O presidente da Câmara Municipal de Sintra, Basílio Horta, considerou essenciais estas intervenções nos espaços urbanos do concelho: “É preciso revitalizar as cidades, valorizando os locais onde vivem e trabalham as pessoas”. O edil salientou ainda que “estas cidades têm de tornar-se espaços de encontro social e cultural com atrativos para as atividades económicas, fixação de emprego e aumento do capital humano”.

O documento propõe um vasto programa de ações visando, entre outras, a reabilitação da Ribeira da Lage e dos espaços públicos e edificados das zonas urbanas, na ótica de criação de um território sustentável, com enfoque no peão e na mobilidade.

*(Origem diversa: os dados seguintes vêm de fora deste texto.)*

use std::{collections::HashMap, sync::Arc};

use chrono::NaiveDate;
use serde::{Deserialize, Serialize};

mod models;
pub mod source;
pub use models::*;

use crate::shared::geo::{Coordinate, PointKey};

type IdToIndex = HashMap<Arc<str>, u32>;

/// Routes keyed by route id, iterated in the order they first appeared.
#[derive(Debug, Clone, Default, PartialEq, Serialize, Deserialize)]
#[serde(from = "Vec<Route>", into = "Vec<Route>")]
pub struct RouteIndex {
    routes: Box<[Route]>,
    route_lookup: IdToIndex,
}

impl From<Vec<Route>> for RouteIndex {
    fn from(routes: Vec<Route>) -> Self {
        let route_lookup = routes
            .iter()
            .enumerate()
            .map(|(i, route)| (route.id.clone(), i as u32))
            .collect();
        Self {
            routes: routes.into(),
            route_lookup,
        }
    }
}

impl From<RouteIndex> for Vec<Route> {
    fn from(value: RouteIndex) -> Self {
        value.routes.into_vec()
    }
}

impl RouteIndex {
    pub fn new() -> Self {
        Default::default()
    }

    pub fn len(&self) -> usize {
        self.routes.len()
    }

    pub fn is_empty(&self) -> bool {
        self.routes.is_empty()
    }

    pub fn routes(&self) -> &[Route] {
        &self.routes
    }

    pub fn iter(&self) -> std::slice::Iter<'_, Route> {
        self.routes.iter()
    }

    /// Get a route with the given id.
    /// If no route is found with the given id None is returned.
    pub fn route_by_id(&self, id: &str) -> Option<&Route> {
        let index = self.route_lookup.get(id)?;
        Some(&self.routes[*index as usize])
    }
}

/// Shape polylines keyed by shape id, iterated in the order they first appeared.
#[derive(Debug, Clone, Default, PartialEq, Serialize, Deserialize)]
#[serde(from = "Vec<Shape>", into = "Vec<Shape>")]
pub struct ShapeIndex {
    shapes: Box<[Shape]>,
    shape_lookup: IdToIndex,
}

impl From<Vec<Shape>> for ShapeIndex {
    fn from(shapes: Vec<Shape>) -> Self {
        let shape_lookup = shapes
            .iter()
            .enumerate()
            .map(|(i, shape)| (shape.id.clone(), i as u32))
            .collect();
        Self {
            shapes: shapes.into(),
            shape_lookup,
        }
    }
}

impl From<ShapeIndex> for Vec<Shape> {
    fn from(value: ShapeIndex) -> Self {
        value.shapes.into_vec()
    }
}

impl ShapeIndex {
    pub fn new() -> Self {
        Default::default()
    }

    pub fn len(&self) -> usize {
        self.shapes.len()
    }

    pub fn is_empty(&self) -> bool {
        self.shapes.is_empty()
    }

    pub fn shapes(&self) -> &[Shape] {
        &self.shapes
    }

    pub fn iter(&self) -> std::slice::Iter<'_, Shape> {
        self.shapes.iter()
    }

    /// Get a shape with the given id.
    /// If no shape is found with the given id None is returned.
    pub fn shape_by_id(&self, id: &str) -> Option<&Shape> {
        let index = self.shape_lookup.get(id)?;
        Some(&self.shapes[*index as usize])
    }
}

/// Disruption end dates keyed by location. Each location holds one date,
/// the first one the dataset listed for it.
#[derive(Debug, Clone, Default, PartialEq, Serialize, Deserialize)]
#[serde(from = "Vec<Disruption>", into = "Vec<Disruption>")]
pub struct DisruptionIndex {
    disruptions: Box<[Disruption]>,
    point_lookup: HashMap<PointKey, u32>,
}

impl From<Vec<Disruption>> for DisruptionIndex {
    /// Later entries for an already seen location are dropped.
    fn from(disruptions: Vec<Disruption>) -> Self {
        let mut point_lookup: HashMap<PointKey, u32> = HashMap::new();
        let mut kept: Vec<Disruption> = Vec::with_capacity(disruptions.len());
        disruptions.into_iter().for_each(|disruption| {
            point_lookup
                .entry(disruption.coordinate.key())
                .or_insert_with(|| {
                    kept.push(disruption);
                    kept.len() as u32 - 1
                });
        });
        Self {
            disruptions: kept.into(),
            point_lookup,
        }
    }
}

impl From<DisruptionIndex> for Vec<Disruption> {
    fn from(value: DisruptionIndex) -> Self {
        value.disruptions.into_vec()
    }
}

impl DisruptionIndex {
    pub fn new() -> Self {
        Default::default()
    }

    pub fn len(&self) -> usize {
        self.disruptions.len()
    }

    pub fn is_empty(&self) -> bool {
        self.disruptions.is_empty()
    }

    pub fn disruptions(&self) -> &[Disruption] {
        &self.disruptions
    }

    pub fn iter(&self) -> std::slice::Iter<'_, Disruption> {
        self.disruptions.iter()
    }

    pub fn date_at(&self, coordinate: &Coordinate) -> Option<NaiveDate> {
        let index = self.point_lookup.get(&coordinate.key())?;
        Some(self.disruptions[*index as usize].date)
    }
}

#[test]
fn disruption_index_keeps_first_date() {
    let point = Coordinate::from((-113.5, 53.5));
    let first = NaiveDate::from_ymd_opt(2025, 1, 1).unwrap();
    let second = NaiveDate::from_ymd_opt(2026, 1, 1).unwrap();
    let index = DisruptionIndex::from(vec![
        Disruption {
            coordinate: point,
            date: first,
        },
        Disruption {
            coordinate: point,
            date: second,
        },
    ]);
    assert_eq!(index.len(), 1);
    assert_eq!(index.date_at(&point), Some(first));
}

#[test]
fn route_index_looks_up_by_id() {
    let index = RouteIndex::from(vec![
        Route {
            id: "8".into(),
            ..Default::default()
        },
        Route {
            id: "9".into(),
            ..Default::default()
        },
    ]);
    assert_eq!(index.route_by_id("9").map(|route| &*route.id), Some("9"));
    assert!(index.route_by_id("10").is_none());
}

Nele são propostos igualmente um parque linear e uma cintura verde, a qual englobará os parques da Serra das Minas, de Rinchoa-Fitares, da Coopalme e o Parque Urbano das Mercês. Utilizações multifuncionais e novos usos, compatíveis com melhor qualidade de vida, são igualmente preocupações vertidas no Programa.

Previsto para execução ao longo de um horizonte temporal de 15 anos, nele se elencam os recursos financeiros com vista à sua concretização, chamando-se agora os munícipes e interessados a exercer o seu direito de participação. O programa prevê ainda um investimento privado de cerca de 9 milhões de euros no edificado privado.

Alguns do benefícios fiscais que a proposta de delimitação de ARU prevê:

1. Isenção de IMI e IMT por três anos;

2. Condições: Reabilitar o Imóvel no prazo de três anos;

3. Obras Isentas de Controlo Prévio – Instruir Comunicação de Início de Obra com elementos indicados no site da CMS para comprovar reabilitação no final da obra, e posterior emissão de Certidão de Reabilitação Urbanística;

4. Isenções de IMI e IMT por cinco anos (renovável), IRC (desde que pelo menos 75% dos seus ativos sejam bens imóveis sujeitos a ações de reabilitação);

5. IRS (dedutíveis à coleta, até ao limite de (euro) 500, 30% dos encargos suportados pelo proprietário relacionados com a reabilitação);

6. Mais-valias (tributadas à taxa autónoma de 5%, sem prejuízo da opção pelo englobamento);

7. Rendimentos prediais (tributados à taxa de 5%, sem prejuízo da opção pelo englobamento); 

8. IVA – taxa de 6% - Lista I, ponto 2.23 e 2.27 (Lei nº 64/2008 de 31 de Dezembro).